La provenienza dal CEA dei nostri interlocutori ci ha spinto a consultare i Report dell’organigramma e delle attività di ricerca svolte all’Istituto agrario di S. Michele prima e dopo il cambio di natura giuridica, da ente provinciale a fondazione privata. Nell’ “Annual Report Iasma Centro sperimentale 2008” il Centro di ecologia alpina si trova affiancato ai 5 dipartimenti attivi nello stesso anno a S. Michele. I Dipartimenti sono indicati con le seguenti declaratorie: qualità agroalimentare, valorizzazione delle risorse produttive, biologia e genetica molecolare, valorizzazione delle risorse naturali, protezione delle piante.

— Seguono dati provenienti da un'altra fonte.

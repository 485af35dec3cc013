// isocss-core/tests/pipeline_integration_tests.rs
//! End-to-end tests of the public isolation pipeline.

use anyhow::Result;
use test_log::test;

use isocss_core::{
    headless_isolate_string, isolate_css, EngineKind, IsolateError, IsolateOptions,
    LightningEngine, NamespaceEngine, OutputStyle, PrefixClass,
};

#[test]
fn test_every_top_level_selector_is_scoped() -> Result<()> {
    let prefix = PrefixClass::new("app-ab12cd34ef")?;
    let source = r#"
h1 { color: red; }
.card { padding: 1em; }
ul > li, a:hover { margin: 0; }
"#;
    let out = LightningEngine::new().namespace(source, &prefix)?;

    assert!(out.contains(".app-ab12cd34ef h1{color:red}"), "{out}");
    assert!(out.contains(".app-ab12cd34ef .card{padding:1em}"), "{out}");
    for rule in out.split('}').filter(|r| !r.trim().is_empty()) {
        let selectors = rule.split('{').next().unwrap_or_default();
        for selector in selectors.split(',') {
            assert!(selector.starts_with(".app-ab12cd34ef"), "unscoped selector {selector:?} in {out}");
        }
    }
    Ok(())
}

#[test]
fn test_root_removal_through_the_pipeline() -> Result<()> {
    let prefix = PrefixClass::new("p")?;
    let options = IsolateOptions { remove_root_from_selectors: true, ..IsolateOptions::default() };
    let out = headless_isolate_string("body { margin:0 } .card{padding:1em}", &prefix, &options)?;
    assert!(out.contains(".p{margin:0}"), "{out}");
    assert!(out.contains(".p .card{padding:1em}"), "{out}");
    Ok(())
}

#[test]
fn test_html_body_and_root_are_all_removed() -> Result<()> {
    let prefix = PrefixClass::new("p")?;
    let options = IsolateOptions { remove_root_from_selectors: true, ..IsolateOptions::default() };
    let out = headless_isolate_string(
        ":root { --gap: 4px } html body > main { gap: var(--gap) }",
        &prefix,
        &options,
    )?;
    assert!(!out.contains("html"), "{out}");
    assert!(!out.contains("body"), "{out}");
    assert!(!out.contains(":root"), "{out}");
    assert!(out.contains(".p>main"), "{out}");
    Ok(())
}

#[test]
fn test_style_rules_inside_mixed_grouping_rules_are_scoped() -> Result<()> {
    let prefix = PrefixClass::new("p")?;
    let out = headless_isolate_string(
        "@media print { @page { margin: 0 } .x { color: red } }",
        &prefix,
        &IsolateOptions::default(),
    )?;
    assert!(out.contains(".p .x{color:red}"), "{out}");
    assert!(!out.contains("{.x{"), "{out}");
    Ok(())
}

#[test]
fn test_source_maps_are_stripped_only_when_asked() -> Result<()> {
    let prefix = PrefixClass::new("p")?;
    let engine = LightningEngine::new();
    let source = "a { color: red }\n/*# sourceMappingURL=site.css.map */\n";

    let kept = isolate_css(&engine, source, &prefix, &IsolateOptions::default())?;
    assert!(kept.contains(".p a{color:red}"), "{kept}");
    assert!(kept.contains("/*# sourceMappingURL=site.css.map */"), "{kept}");

    let stripped = isolate_css(
        &engine,
        source,
        &prefix,
        &IsolateOptions { remove_source_maps: true, ..IsolateOptions::default() },
    )?;
    assert!(!stripped.contains("sourceMappingURL"), "{stripped}");
    assert!(stripped.contains(".p a{color:red}"), "{stripped}");
    Ok(())
}

#[test]
fn test_unterminated_rule_is_a_compile_error() -> Result<()> {
    let prefix = PrefixClass::new("p")?;
    let err = headless_isolate_string(".card {\n  color: red;\n", &prefix, &IsolateOptions::default())
        .unwrap_err();
    assert!(err.is_compile_error(), "{err}");
    assert!(err.location().is_some());

    let tagged = err.in_file("styles/site.css");
    assert!(tagged.to_string().starts_with("styles/site.css: "), "{tagged}");
    assert!(matches!(tagged.root(), IsolateError::Compile { .. }));
    Ok(())
}

#[test]
fn test_pretty_output_is_indented() -> Result<()> {
    let prefix = PrefixClass::new("p")?;
    let options = IsolateOptions { pretty: true, ..IsolateOptions::default() };
    assert_eq!(options.output_style(), OutputStyle::Pretty);
    let out = headless_isolate_string("h1 { color: red }", &prefix, &options)?;
    assert!(out.contains(".p h1 {\n"), "{out}");
    Ok(())
}

#[test]
fn test_derived_prefix_is_usable() -> Result<()> {
    let prefix = PrefixClass::derive("@scope/My Widget")?;
    assert_eq!(PrefixClass::derive("@scope/My Widget")?, prefix);
    let out = headless_isolate_string("p { margin: 0 }", &prefix, &IsolateOptions::default())?;
    assert!(out.starts_with(&prefix.selector()), "{out}");
    assert_eq!(EngineKind::default(), EngineKind::Lightning);
    Ok(())
}
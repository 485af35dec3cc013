// isocss/src/logger.rs
//! Logger setup for the isocss binary.
//!
//! Diagnostics go through the `log` facade to stderr. `RUST_LOG` is honoured
//! (defaulting to `warn`) unless the command line forces a level.

use env_logger::{Builder, Env};
use log::LevelFilter;

/// Initializes the global logger. Calling it more than once is harmless.
pub fn init_logger(level: Option<LevelFilter>) {
    let mut builder = Builder::from_env(Env::default().default_filter_or("warn"));
    if let Some(level) = level {
        builder.filter_level(level);
    }
    builder.format_timestamp(None);
    let _ = builder.try_init();
}
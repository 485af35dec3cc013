// isocss-core/src/engines/mod.rs
//! Concrete implementations of the `NamespaceEngine` trait, plus the
//! structural pre-check they share.

pub mod delimiters;
pub mod lessc_engine;
pub mod lightning_engine;
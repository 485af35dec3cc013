//! scratch.rs - Run-scoped working directory for compiler backends.
//!
//! Backends that need input on disk share one `ScratchArea` per run. The
//! directory is only created on first use and is removed when the area is
//! dropped, whether or not the files processed in it succeeded.
//!
//! License: MIT OR APACHE 2.0

use log::debug;
use once_cell::sync::OnceCell;
use std::io;
use std::path::Path;
use tempfile::TempDir;

const SCRATCH_PREFIX: &str = "isocss-";

#[derive(Debug, Default)]
pub struct ScratchArea {
    dir: OnceCell<TempDir>,
}

impl ScratchArea {
    pub fn new() -> Self {
        Self::default()
    }

    /// Returns the scratch directory, creating it on first call.
    pub fn path(&self) -> io::Result<&Path> {
        let dir = self.dir.get_or_try_init(|| {
            let dir = tempfile::Builder::new().prefix(SCRATCH_PREFIX).tempdir()?;
            debug!("Created scratch area at {}", dir.path().display());
            Ok::<_, io::Error>(dir)
        })?;
        Ok(dir.path())
    }

    pub fn is_initialized(&self) -> bool {
        self.dir.get().is_some()
    }
}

Il Centro di ecologia alpina istituito nel 1992 come ente funzionale della Provincia autonoma di Trento, durante i suoi 15 anni di attività ha realizzato una serie di programmi di ricerca multidisciplinari in alcuni campi e su tematiche di portata sia locale (dell’Arco alpino) sia internazionale. La conferma si ha consultando varie pubblicazioni, resoconti di convegni, risultati di progetti internazionali.

Di questo si dà ampio resoconto nel Report citato (2008). Dal Report 2011-2012 si apprende che, in seguito ad organizzazione interna al CRI, il personale del CEA è stato ripartito in due dipartimenti di nuova definizione: agro ecosistemi sostenibili e bio-risorse; biodiversità ed ecologia molecolare. Secondo i nostri interlocutori la suddivisione è stata voluta ed imposta dal direttore del CRI per marcare il confine tra ambito agricolo e ambito forestale.

I nostri interlocutori non potevano né possono pretendere di occuparsi all’interno dell’attuale dipartimento di appartenenza, da soli e in esclusiva, di problemi legati all’ambiente. Su 250 ricercatori che lavorano all’interno del CRI suddivisi in 5 dipartimenti almeno 150 trattano argomenti direttamente o indirettamente legati all’ambiente. Avrebbero invece potuto redigere un documento propositivo e migliorativo della loro attività nei settori biodiversità e ambiente, ecologia animale, eco genomica e genetica di conservazione. Ci risulta invece che hanno fatto parte e anche contribuito a costituire un gruppo di ricercatori, tecnologi e collaboratori che ha elaborato una proposta di riorganizzazione del CRI riguardante la gestione del Centro, anziché l’attività svolta.

Siamo riusciti a prenderne visione e non ci è piaciuto perché, se accettato e messo in pratica, porterebbe ad uno sconvolgimento della necessaria organizzazione interna al sistema.

Una guida di tipo verticale, purché rispettosa delle opinioni delle fasce intermedie, non può essere trasformata in una democrazia assembleare permanente.

Confidiamo che la strada imboccata della collaborazione fra Università di Trento e Fondazione Mach porti a soluzioni concrete.